I believe this is automatically handled when using tf.keras.Sequential. For example, I don’t need to specify training in the following example from the docs:
model = tf.keras.Sequential([
tf.keras.layers.Conv2D(32, 3, activation='relu',
kernel_regularizer=tf.keras.regularizers.l2(0.02),
input_shape=(28, 28, 1)),
tf.keras.layers.MaxPooling2D(),
tf.keras.layers.Flatten(),
tf.keras.layers.Dropout(0.1),
tf.keras.layers.Dense(64, activation='relu'),
tf.keras.layers.BatchNormalization(),
tf.keras.layers.Dense(10, activation='softmax')
])
# Model is the full model w/o custom layers
model.compile(optimizer='adam',
loss='sparse_categorical_crossentropy',
metrics=['accuracy'])
model.fit(train_data, epochs=NUM_EPOCHS)
loss, acc = model.evaluate(test_data)
print("Loss {:0.4f}, Accuracy {:0.4f}".format(loss, acc))
Can I also assume that keras automagically handles this when training with the functional api? Here is the same model, rewritten using the function api:
inputs = tf.keras.Input(shape=((28,28,1)), name="input_image")
hid = tf.keras.layers.Conv2D(32, 3, activation='relu',
kernel_regularizer=tf.keras.regularizers.l2(0.02),
input_shape=(28, 28, 1))(inputs)
hid = tf.keras.layers.MaxPooling2D()(hid)
hid = tf.keras.layers.Flatten()(hid)
hid = tf.keras.layers.Dropout(0.1)(hid)
hid = tf.keras.layers.Dense(64, activation='relu')(hid)
hid = tf.keras.layers.BatchNormalization()(hid)
outputs = tf.keras.layers.Dense(10, activation='softmax')(hid)
model_fn = tf.keras.Model(inputs=inputs, outputs=outputs)
# Model is the full model w/o custom layers
model_fn.compile(optimizer='adam',
loss='sparse_categorical_crossentropy',
metrics=['accuracy'])
model_fn.fit(train_data, epochs=NUM_EPOCHS)

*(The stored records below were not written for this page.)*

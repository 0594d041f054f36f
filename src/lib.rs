pub mod cache;
pub mod config;
pub mod encode;
pub mod engine;
pub mod error;
pub mod pdf;
pub mod pipeline;
pub mod render;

loss, acc = model_fn.evaluate(test_data)
print("Loss {:0.4f}, Accuracy {:0.4f}".format(loss, acc))
I’m unsure if hid = tf.keras.layers.BatchNormalization()(hid) needs to be hid = tf.keras.layers.BatchNormalization()(hid, training)?
A colab for these models can be found here.
Answers:
I realized that there is a bug in the BatchNormalization documentation [1] where the {{TRAINABLE_ATTRIBUTE_NOTE}} isn’t actually replaced with the intended note [2]:
About setting layer.trainable = False on a BatchNormalization layer:
The meaning of setting layer.trainable = False is to freeze the layer,
i.e. its internal state will not change during training:
its trainable weights will not be updated
during fit() or train_on_batch(), and its state updates will not be run.
Usually, this does not necessarily mean that the layer is run in inference
mode (which is normally controlled by the training argument that can
be passed when calling a layer). “Frozen state” and “inference mode”
are two separate concepts.
However, in the case of the BatchNormalization layer, setting
trainable = False on the layer means that the layer will be
subsequently run in inference mode (meaning that it will use
the moving mean and the moving variance to normalize the current batch,
rather than using the mean and variance of the current batch).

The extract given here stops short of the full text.